Venerdì 22 maggio 2009 presso l’aula grande del Cubo al Polo biomedico dell’Ospedale di Careggi si è tenuto il secondo seminario del 2009, organizzato dal Gruppo GR.E.CA.LE (Gruppo Etico Careggi Leniterapia) sul tema “La continuità Assistenziale nelle cure di fine vita e nella malattia a prognosi infausta”.
L’incontro si è articolato in due momenti: il primo in cui diversi esperti del settore hanno analizzato il problema relativo alla presa in carico del malato, il riconoscimento dei bisogni, l’ascolto e la pianificazione dell’assistenza; e il secondo legato al tema del passaggio dalla terapia attiva alle cure palliative, vista come una forma di continuità assistenziale per prendersi cura delle persone alla fine della vita.
Nella prima sessione della giornata che si è aperta con l’introduzione della prof.ssa Rosa Valanzano, Presidente del Corso di Laurea di Medicina,che auspicava un maggior avvicinamento all’analisi e allo studio di questi temi, e del prof. Andrea Lopes Pegna, moderatore insieme al dott. Alessandro Bussotti della prima parte del seminario, si sono alternati gli interventi della dott.sa Laura Doni, del dott. Stefano Grifoni, del dott. Alessandro Morettini e del dott. Luigi Rinaldi, che riportando l’esperienza del reparto in cui operano (Oncologia, Pronto soccorso, Medicina, Ematologia), hanno riferito il proprio punto di vista in merito ed hanno evidenziato le criticità che emergono in un contesto lavorativo così complesso come quello legato alle cure di coloro che arrivano alla fase finale della vita,sia improvvisamente,che dopo un lungo percorso di malattia.
Innanzitutto si è parlato della identificazione di quale sia il malato a prognosi infausta di cui ci si debba occupare all’interno di una struttura sanitaria e quale sia la modalità più corretta per accogliere e accompagnare un paziente che si trovi nell’ultima fase di vita, poiché, non potendo intraprendere cure volte a guarirlo, si crea una forma di disagio tra le figure professionali che lo accolgono, in quanto queste vengono a scontrarsi sia con le sue attese-speranze di cura sia con quelle della sua famiglia.
Il paziente che non può guarire e/o è morente diviene quindi un “problema” per l’èquipe,anche perché manca una rete comunicativa e di supporto adeguata che aiuti sia il paziente che i medici, gli infermieri etc. nella loro pratica professionale.

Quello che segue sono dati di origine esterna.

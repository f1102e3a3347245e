use anyhow::{Context, Result};
use clap::{Parser, Subcommand};
use std::path::{Path, PathBuf};

use docvec::config::{SearchMethod, Settings};
use docvec::loader::PAGE_KEY;
use docvec::{embedder, IndexBuilder, QueryService, VectorIndex};

#[derive(Parser)]
#[command(name = "docvec")]
#[command(version = "0.1")]
#[command(about = "Index documents into a vector store and query them", long_about = None)]
struct Cli {
    /// Increase log verbosity (-v info, -vv debug, -vvv trace)
    #[arg(short, long, action = clap::ArgAction::Count, global = true)]
    verbose: u8,

    #[command(subcommand)]
    command: Commands,
}

#[derive(Subcommand)]
enum Commands {
    /// Load, chunk and embed a document, then save the index
    Build {
        document: PathBuf,
        #[arg(long)]
        index: Option<PathBuf>,
        #[arg(long)]
        chunk_size: Option<usize>,
        #[arg(long)]
        overlap: Option<usize>,
    },
    /// Return the chunks most similar to a query
    Query {
        text: String,
        #[arg(long)]
        index: Option<PathBuf>,
        #[arg(short)]
        k: Option<usize>,
        #[arg(long, value_enum)]
        method: Option<SearchMethod>,
    },
    /// Print every chunk stored in an index
    List {
        #[arg(long)]
        index: Option<PathBuf>,
    },
    /// Print the effective configuration
    Config,
}

fn init_logging(verbose: u8) {
    let default_level = match verbose {
        0 => "warn",
        1 => "info",
        2 => "debug",
        _ => "trace",
    };
    env_logger::Builder::from_env(env_logger::Env::new().filter_or("DOCVEC_LOG", default_level))
        .init();
}

fn build_command(state: &Settings, document: &Path) -> Result<()> {
    let embedder = embedder::from_config(&state.embedder_config())?;
    let report = IndexBuilder::new(embedder.as_ref())
        .build_index(document, &state.index_path, state.chunk_size, state.overlap)
        .with_context(|| format!("Failed to build index from '{}'", document.display()))?;

    println!("Loaded {} document unit(s).", report.units);
    println!("Split into {} chunks.", report.chunks);
    println!("Vector store created and saved at {}", state.index_path.display());
    Ok(())
}

fn query_command(state: &Settings, text: &str) -> Result<()> {
    let embedder = embedder::from_config(&state.embedder_config())?;
    let mut service = QueryService::open(embedder.as_ref(), &state.index_path)
        .with_context(|| format!("Failed to open index '{}'", state.index_path.display()))?;
    if state.search_method != SearchMethod::Exact {
        service = service.with_ann();
    }

    let (results, timings) = service
        .query_timed(text, state.top_k, state.search_method)
        .context("Query failed")?;

    let output = serde_json::json!({
        "query": text,
        "search_method": state.search_method,
        "database_record_count": service.index().len(),
        "results": results.iter().enumerate().map(|(rank, hit)| {
            serde_json::json!({
                "rank": rank + 1,
                "score": hit.score,
                "text": hit.chunk.text,
                "metadata": hit.chunk.metadata,
                "sequence_index": hit.chunk.sequence_index,
            })
        }).collect::<Vec<_>>(),
        "actual_results_count": results.len(),
        "requested_results_count": state.top_k,
        "elapsed_ms": timings.total_duration.as_secs_f64() * 1000.0,
    });

    println!("{}", serde_json::to_string_pretty(&output)?);
    Ok(())
}

fn list_command(state: &Settings) -> Result<()> {
    let index = VectorIndex::load(&state.index_path)
        .with_context(|| format!("Failed to open index '{}'", state.index_path.display()))?;
    for (i, chunk) in index.chunks().iter().enumerate() {
        let page = chunk.metadata.get(PAGE_KEY).map(String::as_str).unwrap_or("-");
        let preview: String = chunk.text.chars().take(60).collect();
        println!("{}\tpage={}\tseq={}\t{:?}", i, page, chunk.sequence_index, preview);
    }
    Ok(())
}

fn config_command(state: &Settings) -> Result<()> {
    state.print_config();
    Ok(())
}

fn main() -> Result<()> {
    let args = Cli::parse();
    init_logging(args.verbose);

    let mut state = Settings::load()?;

    match args.command {
        Commands::Build {
            document,
            index,
            chunk_size,
            overlap,
        } => {
            state.index_path = index.unwrap_or(state.index_path);
            state.chunk_size = chunk_size.unwrap_or(state.chunk_size);
            state.overlap = overlap.unwrap_or(state.overlap);
            state.validate()?;
            build_command(&state, &document)?
        }
        Commands::Query {
            text,
            index,
            k,
            method,
        } => {
            state.index_path = index.unwrap_or(state.index_path);
            state.top_k = k.unwrap_or(state.top_k);
            state.search_method = method.unwrap_or(state.search_method);
            state.validate()?;
            query_command(&state, &text)?
        }
        Commands::List { index } => {
            state.index_path = index.unwrap_or(state.index_path);
            list_command(&state)?
        }
        Commands::Config => config_command(&state)?,
    }
    Ok(())
}
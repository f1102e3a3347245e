//! Text embedding.
//!
//! An [`Embedder`] is an explicit object handed to the build and query
//! pipelines by reference; there is no process-wide model state. The
//! shipped model, [`HashingEmbedder`], is a deterministic bag-of-words
//! random projection: every token is mapped to a fixed Gaussian direction
//! seeded from its SHA-256 digest, and a text's vector is the normalized sum
//! of its token directions. Texts sharing vocabulary land close together.

use rand::prelude::*;
use rand_distr::{Distribution, Normal};
use rayon::prelude::*;
use serde::{Deserialize, Serialize};
use sha2::{Digest, Sha256};
use std::fmt;

use crate::config::Number;
use crate::error::{Error, Result};
use crate::vector_entry::EmbeddingVector;
use crate::vector_ops::normalize_vector;

pub const HASHING_MODEL_NAME: &str = "docvec-hashing-v1";

/// Identifies the embedder an index was built with.
#[derive(Debug, Clone, PartialEq, Eq, Serialize, Deserialize)]
pub struct EmbedderFingerprint {
    pub model_name: String,
    pub dimensions: usize,
}

impl fmt::Display for EmbedderFingerprint {
    fn fmt(&self, f: &mut fmt::Formatter<'_>) -> fmt::Result {
        write!(f, "{} ({} dimensions)", self.model_name, self.dimensions)
    }
}

#[derive(Debug, Clone, PartialEq, Eq, Serialize, Deserialize)]
pub struct EmbedderConfig {
    pub model_name: String,
    pub dimensions: usize,
}

pub trait Embedder: Send + Sync {
    fn fingerprint(&self) -> EmbedderFingerprint;

    fn embed(&self, text: &str) -> Result<EmbeddingVector>;

    /// Embeds every text, returning vectors in input order.
    fn embed_many(&self, texts: &[String]) -> Result<Vec<EmbeddingVector>> {
        texts.par_iter().map(|text| self.embed(text)).collect()
    }
}

pub fn from_config(config: &EmbedderConfig) -> Result<Box<dyn Embedder>> {
    match config.model_name.as_str() {
        HASHING_MODEL_NAME => Ok(Box::new(HashingEmbedder::new(config.dimensions)?)),
        other => Err(Error::Model(format!(
            "unknown embedding model '{}' (available: {})",
            other, HASHING_MODEL_NAME
        ))),
    }
}

pub struct HashingEmbedder {
    dimensions: usize,
    normal: Normal<Number>,
}

impl HashingEmbedder {
    pub fn new(dimensions: usize) -> Result<Self> {
        if dimensions == 0 {
            return Err(Error::Config("embedding dimensions must be greater than 0".to_string()));
        }
        let normal = Normal::new(0.0, 1.0).map_err(|e| Error::Model(e.to_string()))?;
        Ok(Self { dimensions, normal })
    }

    pub fn dimensions(&self) -> usize {
        self.dimensions
    }

    fn token_seed(token: &str) -> u64 {
        let mut hasher = Sha256::new();
        hasher.update(HASHING_MODEL_NAME.as_bytes());
        hasher.update([0u8]);
        hasher.update(token.as_bytes());
        let digest = hasher.finalize();
        let mut seed = [0u8; 8];
        seed.copy_from_slice(&digest[..8]);
        u64::from_le_bytes(seed)
    }

    fn accumulate_token(&self, token: &str, vector: &mut [Number]) {
        let mut rng = StdRng::seed_from_u64(Self::token_seed(token));
        for (slot, value) in vector.iter_mut().zip(self.normal.sample_iter(&mut rng)) {
            *slot += value;
        }
    }
}

fn tokenize(text: &str) -> impl Iterator<Item = String> + '_ {
    text.split(|c: char| !c.is_alphanumeric())
        .filter(|token| !token.is_empty())
        .map(|token| token.to_lowercase())
}

impl Embedder for HashingEmbedder {
    fn fingerprint(&self) -> EmbedderFingerprint {
        EmbedderFingerprint {
            model_name: HASHING_MODEL_NAME.to_string(),
            dimensions: self.dimensions,
        }
    }

    fn embed(&self, text: &str) -> Result<EmbeddingVector> {
        let mut vector = vec![0.0; self.dimensions];
        for token in tokenize(text) {
            self.accumulate_token(&token, &mut vector);
        }
        normalize_vector(&mut vector);
        Ok(vector)
    }
}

Lo staff medico, infatti, nelle situazioni “senza speranza” non può far altro che alleviare le sofferenze del paziente e iniziare a proporre un nuovo modello assistenziale che non sia più basato su cure intensive, ma sul modello centrato su “tempo di cura e di accoglienza”, volto a produrre miglioramenti nella qualità della vita del paziente, pur se non potrà prolungarne la durata.
Soprattutto, infatti, è necessario chiedersi quale sia “il limite della cura” in determinate circostante e chi abbia il diritto di decidere in merito, se il medico, i familiari del malato o il paziente stesso, che ancora, in troppi casi, viene espropriato del proprio diritto di scelta.
A seguito della prima sessione e della discussione emersa, si è passati ad analizzare, con l’apporto delle due moderatrici della seconda parte dell’evento, Donatella Carmi Bartolozzi, presidente della Fondazione File e la dott.sa Mariella Orsi, vicepresidente della Commissione Bioetica della Toscana, le problematiche relative alla continuità assistenziale con le relazioni della dott.sa Patrizia Brugnoli (fisioterapista), il dott. Mauro Ciaccheri (cardiologo), il dott. Mario Lino (Casa di Cura Villa Le terme e Falciani) e il dott. Piero Morino (UCP ASL Firenze).
Dai loro interventi è emerso come sia problematico avere un approccio palliativo non solo per i malati oncologici, per i quali il percorso del passaggio dalle terapie intensive alle cure palliative è più delineato, ma per tutti i pazienti a prognosi infausta; le cure palliative spesso contrastano con le terapie attive che i pazienti hanno avuto in precedenza e che in molti casi non sono più di alcuna necessità a causa dello stato in cui essi versano; quindi, quando le terapie non hanno più alcun effetto benefico, risulta utile spostare l’attenzione verso un accompagnamento verso la fine vita, in quanto anche il percorso del morire è un percorso di cura.
Bisogna quindi accettare che la vita raggiunga il suo termine e che il paziente possa avere la libertà di scelta, aiutandolo a raggiungere quella che per lui risulta essere una buona morte.